Monday, October 4, 2010

Sexy Bags

In the world of clever professors getting paid to do stuff that might justify jes' a tad o' voyeurism – like a professor of physiology (with an Italian name!) getting funding to research the impact of high heels on the health of women's legs (see my September 8th Calf Stretching blog) – I've got another one. This one comes from Deborah Roedder Johnand and her research partner, Ji Kyung Park, professors of marketing at the University of Minnesota's Carlson School of Management, who are scheduled to release a paper (“Got to Get You Into My Life: Do Brand Personalities Rub Off on Consumers?” Journal of Consumer Research: February 2011) this December (Yeah, I know… it's got a February date!), which includes a field study of the psychological impact on women's feelings of sexiness when they carry around a Victoria's Secret shopping bag.

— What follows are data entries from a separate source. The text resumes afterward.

//! Source discovery and whole-file (batch) ingestion
//!
//! Layout under the log root:
//!
//! ```text
//! <root>/<YYYY-MM-DD>/<line>/[<brick_type>/]<position>/<device>[_<stamp>].txt
//! ```
//!
//! Every `.txt` file is one source. The device token is the file stem up to
//! the first `_`, uppercased. A `no-brick-type` folder means "no variant".

use chrono::NaiveDate;
use rayon::prelude::*;
use std::collections::BTreeMap;
use std::path::{Component, Path, PathBuf};
use tracing::{debug, warn};

use super::device_map::{canonical_device_id, DeviceMap};
use super::log_parser::{parse_readings, ParseStats};
use super::IngestError;
use crate::types::{Reading, SourceKey};

/// Folder name standing in for "no brick-type variant".
pub const NO_BRICK_TYPE: &str = "no-brick-type";

/// One discovered counter log.
#[derive(Debug, Clone, PartialEq, Eq)]
pub struct SourceFile {
    pub key: SourceKey,
    pub path: PathBuf,
}

/// Which parts of a date tree are counter sources.
#[derive(Debug, Clone, Default)]
pub struct SourceFilter {
    /// Restrict to these lines (case-insensitive); empty means every line
    pub lines: Vec<String>,
    /// Position folders that are not counter sources (classification)
    pub excluded_positions: Vec<String>,
}

impl SourceFilter {
    pub fn for_line(line: &str) -> Self {
        Self {
            lines: vec![line.to_string()],
            excluded_positions: Vec::new(),
        }
    }

    #[must_use]
    pub fn excluding(mut self, position: impl Into<String>) -> Self {
        self.excluded_positions.push(position.into());
        self
    }

    pub(crate) fn accepts_line(&self, line: &str) -> bool {
        self.lines.is_empty() || self.lines.iter().any(|l| l.eq_ignore_ascii_case(line))
    }

    pub(crate) fn accepts_path(&self, segments: &[String]) -> bool {
        !segments
            .iter()
            .any(|s| self.excluded_positions.iter().any(|p| p.eq_ignore_ascii_case(s)))
    }
}

/// Directory holding one production date.
pub fn date_dir(root: &Path, date: NaiveDate) -> PathBuf {
    root.join(date.format("%Y-%m-%d").to_string())
}

/// Derive a source key from a file path relative to its date directory.
///
/// Returns `None` for paths that do not match the layout.
pub fn key_from_path(date_dir: &Path, path: &Path) -> Option<SourceKey> {
    let rel = path.strip_prefix(date_dir).ok()?;
    let segments: Vec<&str> = rel
        .components()
        .filter_map(|c| match c {
            Component::Normal(s) => s.to_str(),
            _ => None,
        })
        .collect();

    let (line, brick_type, position, file) = match segments.as_slice() {
        [line, position, file] => (*line, None, *position, *file),
        [line, brick_type, position, file] => (*line, Some(*brick_type), *position, *file),
        _ => return None,
    };

    let stem = Path::new(file).file_stem()?.to_str()?;
    let device = stem.split('_').next().filter(|d| !d.is_empty())?;

    let brick_type = brick_type
        .filter(|bt| !bt.eq_ignore_ascii_case(NO_BRICK_TYPE))
        .map(str::to_string);

    Some(SourceKey::new(line, position, brick_type, canonical_device_id(device)))
}

/// Path segments of `path` below `dir`.
pub(crate) fn relative_segments(dir: &Path, path: &Path) -> Vec<String> {
    path.strip_prefix(dir)
        .map(|rel| {
            rel.components()
                .filter_map(|c| c.as_os_str().to_str().map(str::to_string))
                .collect()
        })
        .unwrap_or_default()
}

/// Every `.txt` file below `dir`, sorted by path.
pub fn list_log_files(dir: &Path) -> Vec<PathBuf> {
    let mut out = Vec::new();
    let mut stack = vec![dir.to_path_buf()];
    while let Some(current) = stack.pop() {
        let Ok(entries) = std::fs::read_dir(&current) else {
            debug!(dir = %current.display(), "Skipping unreadable directory");
            continue;
        };
        for entry in entries.flatten() {
            let path = entry.path();
            if path.is_dir() {
                stack.push(path);
            } else if path.extension().is_some_and(|e| e.eq_ignore_ascii_case("txt")) {
                out.push(path);
            }
        }
    }
    out.sort();
    out
}

/// Check that the log root exists and is a readable directory.
pub fn check_root(root: &Path) -> Result<(), IngestError> {
    std::fs::read_dir(root)
        .map(|_| ())
        .map_err(|source| IngestError::RootUnreadable {
            path: root.to_path_buf(),
            source,
        })
}

/// Discover every counter source for one production date.
///
/// A missing date directory is not an error: it yields no sources and a
/// warning. An unreadable root is.
pub fn discover_sources(
    root: &Path,
    date: NaiveDate,
    filter: &SourceFilter,
    device_map: &DeviceMap,
) -> Result<Vec<SourceFile>, IngestError> {
    check_root(root)?;
    let dir = date_dir(root, date);
    if !dir.is_dir() {
        warn!(date = %date, dir = %dir.display(), "No log directory for date");
        return Ok(Vec::new());
    }

    let mut sources = Vec::new();
    for path in list_log_files(&dir) {
        let Some(derived) = key_from_path(&dir, &path) else {
            debug!(path = %path.display(), "Path does not match the source layout, skipping");
            continue;
        };
        if !filter.accepts_path(&relative_segments(&dir, &path)) {
            continue;
        }
        let key = device_map.resolve(derived);
        if !filter.accepts_line(&key.line) {
            continue;
        }
        sources.push(SourceFile { key, path });
    }

    debug!(date = %date, count = sources.len(), "Discovered counter sources");
    Ok(sources)
}

/// Read and parse one whole source file.
pub fn ingest_file(source: &SourceFile) -> Result<(Vec<Reading>, ParseStats), IngestError> {
    let bytes = std::fs::read(&source.path).map_err(|e| IngestError::Read {
        path: source.path.clone(),
        source: e,
    })?;
    let text = String::from_utf8_lossy(&bytes);
    Ok(parse_readings(&text, &source.key.device_id, &source.key.position))
}

/// Readings of a batch, grouped per source key and time-ordered.
#[derive(Debug, Default)]
pub struct BatchIngest {
    pub readings: BTreeMap<SourceKey, Vec<Reading>>,
    pub stats: BTreeMap<SourceKey, ParseStats>,
    /// Files that could not be read; their devices contribute nothing
    pub failed: Vec<PathBuf>,
}

impl BatchIngest {
    pub fn total_stats(&self) -> ParseStats {
        let mut total = ParseStats::default();
        for s in self.stats.values() {
            total.absorb(*s);
        }
        total
    }
}

/// Read every source in parallel and merge per device.
///
/// Files of the same device are concatenated in path order, then stably
/// sorted by timestamp so ties keep ingestion order.
pub fn ingest_batch(sources: &[SourceFile]) -> BatchIngest {
    let parsed: Vec<(&SourceFile, Result<(Vec<Reading>, ParseStats), IngestError>)> =
        sources.par_iter().map(|s| (s, ingest_file(s))).collect();

    let mut batch = BatchIngest::default();
    for (source, result) in parsed {
        match result {
            Ok((readings, stats)) => {
                if stats.skipped > 0 {
                    debug!(source = %source.key, skipped = stats.skipped, "Skipped malformed lines");
                }
                batch
                    .readings
                    .entry(source.key.clone())
                    .or_default()
                    .extend(readings);
                batch.stats.entry(source.key.clone()).or_default().absorb(stats);
            }
            Err(e) => {
                warn!(error = %e, "Source unreadable, device contributes zero");
                batch.failed.push(source.path.clone());
            }
        }
    }

    for readings in batch.readings.values_mut() {
        readings.sort_by_key(|r| r.timestamp);
    }
    batch
}

#[cfg(test)]
mod tests {
    use super::*;
    use std::fs;

    fn write(path: &Path, body: &str) {
        fs::create_dir_all(path.parent().unwrap()).unwrap();
        fs::write(path, body).unwrap();
    }

    #[test]
    fn test_key_from_path_with_and_without_brick_type() {
        let dir = Path::new("/logs/2025-11-21");
        let k = key_from_path(dir, &dir.join("DC1/sau-me/sau-me-01_20251121T060000.txt")).unwrap();
        assert_eq!(k, SourceKey::new("DC1", "sau-me", None, "SAU-ME-01"));

        let k = key_from_path(dir, &dir.join("DC1/300x600/truoc-ln/truoc-ln-02.txt")).unwrap();
        assert_eq!(k.brick_type.as_deref(), Some("300x600"));
        assert_eq!(k.device_id, "TRUOC-LN-02");

        let k = key_from_path(dir, &dir.join("DC1/no-brick-type/sau-ln/sau-ln-01.txt")).unwrap();
        assert_eq!(k.brick_type, None);

        assert!(key_from_path(dir, &dir.join("DC1/stray.txt")).is_none());
    }

    #[test]
    fn test_discover_missing_root_is_error_missing_date_is_empty() {
        let tmp = tempfile::tempdir().unwrap();
        let date = NaiveDate::from_ymd_opt(2025, 11, 21).unwrap();
        let map = DeviceMap::default();

        let missing = tmp.path().join("nope");
        assert!(matches!(
            discover_sources(&missing, date, &SourceFilter::default(), &map),
            Err(IngestError::RootUnreadable { .. })
        ));

        let found = discover_sources(tmp.path(), date, &SourceFilter::default(), &map).unwrap();
        assert!(found.is_empty());
    }

    #[test]
    fn test_discover_filters_lines_and_classification() {
        let tmp = tempfile::tempdir().unwrap();
        let date = NaiveDate::from_ymd_opt(2025, 11, 21).unwrap();
        let day = date_dir(tmp.path(), date);
        write(&day.join("DC1/sau-me/sau-me-01.txt"), "");
        write(&day.join("DC1/nhap-kho/a1/a1-01.txt"), "");
        write(&day.join("DC2/sau-me/sau-me-01.txt"), "");

        let filter = SourceFilter::for_line("dc1").excluding("nhap-kho");
        let found = discover_sources(tmp.path(), date, &filter, &DeviceMap::default()).unwrap();
        assert_eq!(found.len(), 1);
        assert_eq!(found[0].key.line, "DC1");
        assert_eq!(found[0].key.position, "sau-me");
    }

    #[test]
    fn test_ingest_batch_concatenates_device_files_in_time_order() {
        let tmp = tempfile::tempdir().unwrap();
        let date = NaiveDate::from_ymd_opt(2025, 11, 21).unwrap();
        let day = date_dir(tmp.path(), date);
        write(
            &day.join("DC1/sau-me/sau-me-01_20251121T060000.txt"),
            "[2025-11-21T06:00:00.000Z] Count: 100\n[2025-11-21T06:00:10.000Z] Count: 110\n",
        );
        write(
            &day.join("DC1/sau-me/sau-me-01_20251121T120000.txt"),
            "[2025-11-21T12:00:00.000Z] Count: 5\nnot a reading\n",
        );

        let sources = discover_sources(tmp.path(), date, &SourceFilter::default(), &DeviceMap::default()).unwrap();
        assert_eq!(sources.len(), 2);
        let batch = ingest_batch(&sources);
        assert_eq!(batch.readings.len(), 1);
        let readings = batch.readings.values().next().unwrap();
        let counts: Vec<u64> = readings.iter().map(|r| r.cumulative_count).collect();
        assert_eq!(counts, vec![100, 110, 5]);
        assert_eq!(batch.total_stats().skipped, 1);
    }
}
//! Metrics sinks
//!
//! A sink is a publish/subscribe channel plus a keyed snapshot store with
//! expiry. [`MemoryBus`] is the in-process implementation the snapshot API
//! reads from; [`WebhookSink`] forwards every publish to an HTTP endpoint.

use async_trait::async_trait;
use serde::Serialize;
use serde_json::Value;
use std::collections::HashMap;
use std::time::{Duration, Instant};
use tokio::sync::{broadcast, RwLock};

#[derive(Debug, thiserror::Error)]
pub enum SinkError {
    #[error("HTTP error: {0}")]
    Http(#[from] reqwest::Error),
    #[error("endpoint returned status {0}")]
    Status(reqwest::StatusCode),
    #[error("{sink} publish timed out after {timeout:?}")]
    Timeout { sink: String, timeout: Duration },
}

/// Destination for per-cycle metrics.
#[async_trait]
pub trait MetricsSink: Send + Sync {
    /// Name used in logs.
    fn name(&self) -> &str;

    /// Broadcast `payload` on `channel`.
    async fn publish(&self, channel: &str, payload: &Value) -> Result<(), SinkError>;

    /// Store `payload` under `key`, expiring after `ttl`.
    async fn store(&self, key: &str, payload: &Value, ttl: Duration) -> Result<(), SinkError>;
}

// ============================================================================
// In-process bus
// ============================================================================

/// One message seen by bus subscribers.
#[derive(Debug, Clone, PartialEq, Serialize)]
pub struct BusMessage {
    pub channel: String,
    pub payload: Value,
}

struct Snapshot {
    payload: Value,
    stored_at: Instant,
    expires_at: Instant,
}

/// A live snapshot together with how fresh it is.
#[derive(Debug, Clone, PartialEq)]
pub struct StoredSnapshot {
    pub payload: Value,
    /// Time since the publisher stored it
    pub age: Duration,
    /// Time until it expires
    pub expires_in: Duration,
}

/// Broadcast channel plus an expiring snapshot map.
pub struct MemoryBus {
    tx: broadcast::Sender<BusMessage>,
    snapshots: RwLock<HashMap<String, Snapshot>>,
}

impl MemoryBus {
    pub fn new(capacity: usize) -> Self {
        let (tx, _) = broadcast::channel(capacity.max(1));
        Self {
            tx,
            snapshots: RwLock::new(HashMap::new()),
        }
    }

    pub fn subscribe(&self) -> broadcast::Receiver<BusMessage> {
        self.tx.subscribe()
    }

    /// Snapshot stored under `key`, unless it has expired.
    pub async fn get(&self, key: &str) -> Option<Value> {
        self.get_entry(key).await.map(|s| s.payload)
    }

    /// Like [`MemoryBus::get`], with the snapshot's age and remaining lifetime.
    pub async fn get_entry(&self, key: &str) -> Option<StoredSnapshot> {
        let now = Instant::now();
        let snapshots = self.snapshots.read().await;
        snapshots
            .get(key)
            .filter(|s| s.expires_at > now)
            .map(|s| StoredSnapshot {
                payload: s.payload.clone(),
                age: now.saturating_duration_since(s.stored_at),
                expires_in: s.expires_at.saturating_duration_since(now),
            })
    }

    /// Live keys starting with `prefix`, sorted.
    pub async fn keys(&self, prefix: &str) -> Vec<String> {
        let now = Instant::now();
        let snapshots = self.snapshots.read().await;
        let mut keys: Vec<String> = snapshots
            .iter()
            .filter(|(k, s)| k.starts_with(prefix) && s.expires_at > now)
            .map(|(k, _)| k.clone())
            .collect();
        keys.sort();
        keys
    }

    /// Drop expired snapshots.
    pub async fn purge_expired(&self) -> usize {
        let now = Instant::now();
        let mut snapshots = self.snapshots.write().await;
        let before = snapshots.len();
        snapshots.retain(|_, s| s.expires_at > now);
        before - snapshots.len()
    }
}

#[async_trait]
impl MetricsSink for MemoryBus {
    fn name(&self) -> &str {
        "memory-bus"
    }

    async fn publish(&self, channel: &str, payload: &Value) -> Result<(), SinkError> {
        // No subscribers is not an error
        let _ = self.tx.send(BusMessage {
            channel: channel.to_string(),
            payload: payload.clone(),
        });
        Ok(())
    }

    async fn store(&self, key: &str, payload: &Value, ttl: Duration) -> Result<(), SinkError> {
        let now = Instant::now();
        let mut snapshots = self.snapshots.write().await;
        snapshots.insert(
            key.to_string(),
            Snapshot {
                payload: payload.clone(),
                stored_at: now,
                expires_at: now + ttl,
            },
        );
        Ok(())
    }
}

// ============================================================================
// Webhook
// ============================================================================

/// POSTs every publish and store call as JSON.
#[derive(Clone)]
pub struct WebhookSink {
    http: reqwest::Client,
    url: String,
}

impl WebhookSink {
    pub fn new(url: &str, timeout: Duration) -> Result<Self, SinkError> {
        let http = reqwest::Client::builder().timeout(timeout).build()?;
        Ok(Self {
            http,
            url: url.trim_end_matches('/').to_string(),
        })
    }

    async fn post(&self, body: Value) -> Result<(), SinkError> {
        let resp = self.http.post(&self.url).json(&body).send().await?;
        if resp.status().is_success() {
            Ok(())
        } else {
            Err(SinkError::Status(resp.status()))
        }
    }
}

#[async_trait]
impl MetricsSink for WebhookSink {
    fn name(&self) -> &str {
        "webhook"
    }

    async fn publish(&self, channel: &str, payload: &Value) -> Result<(), SinkError> {
        self.post(serde_json::json!({ "channel": channel, "payload": payload }))
            .await
    }

    async fn store(&self, key: &str, payload: &Value, ttl: Duration) -> Result<(), SinkError> {
        self.post(serde_json::json!({
            "key": key,
            "ttl_secs": ttl.as_secs(),
            "payload": payload,
        }))
        .await
    }
}

#[cfg(test)]
mod tests {
    use super::*;
    use serde_json::json;

    #[tokio::test]
    async fn test_bus_delivers_to_subscribers() {
        let bus = MemoryBus::new(8);
        let mut rx = bus.subscribe();
        bus.publish("analytics:line:DC1", &json!({"total": 5})).await.unwrap();
        let msg = rx.recv().await.unwrap();
        assert_eq!(msg.channel, "analytics:line:DC1");
        assert_eq!(msg.payload["total"], 5);
    }

    #[tokio::test]
    async fn test_publish_without_subscribers_is_ok() {
        let bus = MemoryBus::new(8);
        assert!(bus.publish("analytics:aggregate", &json!({})).await.is_ok());
    }

    #[tokio::test]
    async fn test_snapshots_expire() {
        let bus = MemoryBus::new(8);
        bus.store("metrics:line:DC1", &json!(1), Duration::from_secs(300)).await.unwrap();
        bus.store("metrics:line:DC2", &json!(2), Duration::ZERO).await.unwrap();
        bus.store("metrics:aggregate", &json!(3), Duration::from_secs(300)).await.unwrap();

        assert_eq!(bus.get("metrics:line:DC1").await, Some(json!(1)));
        assert_eq!(bus.get("metrics:line:DC2").await, None);
        assert_eq!(bus.keys("metrics:line:").await, vec!["metrics:line:DC1".to_string()]);
        assert_eq!(bus.purge_expired().await, 1);
    }

    #[tokio::test]
    async fn test_entry_reports_age_and_remaining_lifetime() {
        let bus = MemoryBus::new(8);
        bus.store("metrics:aggregate", &json!({"total_lines": 1}), Duration::from_secs(300))
            .await
            .unwrap();
        let entry = bus.get_entry("metrics:aggregate").await.unwrap();
        assert_eq!(entry.payload["total_lines"], 1);
        assert!(entry.age < Duration::from_secs(5));
        assert!(entry.expires_in > Duration::from_secs(290));
        assert!(bus.get_entry("metrics:line:DC9").await.is_none());
    }
}
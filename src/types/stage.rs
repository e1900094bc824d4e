use serde::{Deserialize, Serialize};
use std::collections::BTreeMap;

/// Combined reconciled production at one stage of a line.
#[derive(Debug, Clone, Default, PartialEq, Eq, Serialize, Deserialize)]
pub struct StageTotals {
    pub stage_name: String,
    /// Device id to reconciled total (brick-type variants already summed)
    pub per_device_totals: BTreeMap<String, u64>,
    pub combined_total: u64,
    /// Resets absorbed while reconciling this stage's devices
    pub reset_events: u32,
}

impl StageTotals {
    pub fn empty(stage_name: impl Into<String>) -> Self {
        Self {
            stage_name: stage_name.into(),
            ..Self::default()
        }
    }

    pub fn has_data(&self) -> bool {
        !self.per_device_totals.is_empty()
    }
}

/// Finished-goods grade breakdown from the classification source.
#[derive(Debug, Clone, Default, PartialEq, Eq, Serialize, Deserialize)]
pub struct GradeBreakdown {
    /// Grade name (A1, A2, CL, PL1, ...) to units, in reporting order
    pub grades: BTreeMap<String, u64>,
}

impl GradeBreakdown {
    pub fn total(&self) -> u64 {
        self.grades.values().sum()
    }

    pub fn is_empty(&self) -> bool {
        self.grades.is_empty()
    }
}

/// Loss between two consecutive stages.
#[derive(Debug, Clone, PartialEq, Serialize, Deserialize)]
pub struct BoundaryWaste {
    pub from_stage: String,
    pub to_stage: String,
    pub upstream: u64,
    pub downstream: u64,
    /// Holdover stock subtracted from upstream at this boundary
    #[serde(default)]
    pub holdover: u64,
    /// `max(0, upstream - holdover - downstream)`
    pub waste: u64,
    pub clamped: bool,
    /// Alert threshold for this boundary (percent of entry)
    pub alert_threshold_percent: f64,
}

/// A boundary where downstream exceeded upstream and waste was clamped.
#[derive(Debug, Clone, PartialEq, Eq, Serialize, Deserialize)]
pub struct ClampEvent {
    pub from_stage: String,
    pub to_stage: String,
    /// Units by which downstream exceeded what upstream could supply
    pub excess: u64,
}

#[derive(Debug, Clone, Copy, PartialEq, Eq, Serialize, Deserialize)]
#[serde(rename_all = "snake_case")]
pub enum BucketKind {
    StageLoss,
    Holdover,
    FinishingLoss,
    Grade,
    /// Last stage output when no classification is available
    Finished,
}

/// One slice of the line's entry volume.
#[derive(Debug, Clone, PartialEq, Serialize, Deserialize)]
pub struct PercentBucket {
    pub name: String,
    pub kind: BucketKind,
    pub units: u64,
    pub percent: f64,
    /// Set for stage-loss buckets whose percent exceeds their alert threshold
    #[serde(default)]
    pub alert: bool,
}

/// Output of a stage relative to the entry stage.
#[derive(Debug, Clone, PartialEq, Serialize, Deserialize)]
pub struct StageYield {
    pub stage_name: String,
    pub percent: f64,
}

/// Read-only waste view over one line's ordered stage totals.
#[derive(Debug, Clone, Default, PartialEq, Serialize, Deserialize)]
pub struct WasteMetrics {
    pub line: String,
    pub entry_total: u64,
    pub boundaries: Vec<BoundaryWaste>,
    pub clamp_events: Vec<ClampEvent>,
    #[serde(default, skip_serializing_if = "Option::is_none")]
    pub grades: Option<GradeBreakdown>,
    /// `max(0, last stage - graded units)` when grades are known
    #[serde(default, skip_serializing_if = "Option::is_none")]
    pub finishing_loss: Option<u64>,
    /// Empty when the entry total is zero
    pub percentages: Vec<PercentBucket>,
    pub yields: Vec<StageYield>,
    /// Sum of all bucket percentages (None when there are no percentages)
    #[serde(default, skip_serializing_if = "Option::is_none")]
    pub percent_sum: Option<f64>,
    /// False when `percent_sum` deviates from 100 by more than the tolerance
    pub balanced: bool,
}

impl WasteMetrics {
    pub fn total_waste(&self) -> u64 {
        self.boundaries.iter().map(|b| b.waste).sum()
    }

    pub fn alerts(&self) -> impl Iterator<Item = &PercentBucket> {
        self.percentages.iter().filter(|b| b.alert)
    }
}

Women use these shopping trophies as lunch bags and even as a substitute for a purse, according to the report, which obvious addresses the importance of brand identity in consumer behavior.


AOLNews.com (September 23rd) summarizes how the field work went: "In one of four experiments, John and a colleague approached 85 women in a mall, asked them to fill out a survey -- embedded in which were questions about their self-perception -- then gave the women one of two shopping bags to walk around with for an hour. One of the bags was from Victoria's Secret. The women in that group reported to the researchers that they felt more sensual and glamorous simply for the carrying." Woo hoo! I'm thinking that there is a very cheap Christmas gift in here somewhere. According to Scienceblog.com (June 21st) commenting on the same study, "Shoppers who carried the Victoria’s Secret bag perceived themselves as more feminine, glamorous, and good-looking than shoppers who carried the plain shopping bag… In subsequent studies, the authors [also] found that some people felt more intelligent, and more like leaders when they carried a pen embossed with an MIT logo."


Well it turns out that folks who think they can change who they are and maximize what they can accomplish (called "incremental theorists" who believe the sky's the limit) aren't the ones who favor the sexy bags and MIT pens. That joy falls to the other category of people who know their limits ("entity theorists" who don't believe anything that they do will actually change who they are). Hmmm??? These latter individuals "are also the ones most susceptible to feeling sexier carrying a Victoria's Secret shopping bag or smarter holding an MIT pen. And yet that seems antithetical to their worldview, no? After all, if they're bound by their limitations, why should these people believe anything can influence them? Well, although they've given up on what they alone can achieve, they haven't given up on what an outside agent -- say, a multinational corporation selling sexiness -- can bring to them.


"In other words, entity theorists believe their attitudes can change as long as they're not the ones doing it. 'They need a crutch,' John explains… John believes that in spite of the taxonomy's rigidity, most people are probably a mixture of entity and incremental theorists. She envisions a future for advertising that slices itself into ever finer niches to appeal to our disparate mind-sets. For the incrementalists, maybe Victoria's Secret pushes makeup kits, so that a woman is in charge of how beautiful she becomes. For the entity theorists, well, there are those racy TV ads, which we know have a way of transferring their mojo to a plain paper bag." AOLNews.com.


Interesting stuff, right, but I am picturing predatory males eschewing Match.com and chat rooms to "troll for chicks" – choosing instead a radar-like beam drilling down on women with Victoria Secret bags… especially those not actually coming out of a Victoria's Secret store. Hey, and I'm sorry Victoria (whoever you are), but your secret appears to be out. And yeah, I guess those bags under my eyes from staying up late and writing these blogs is… well… not of the "sexy" variety!


I'm Peter Dekom, and these professors got well paid to conduct this study!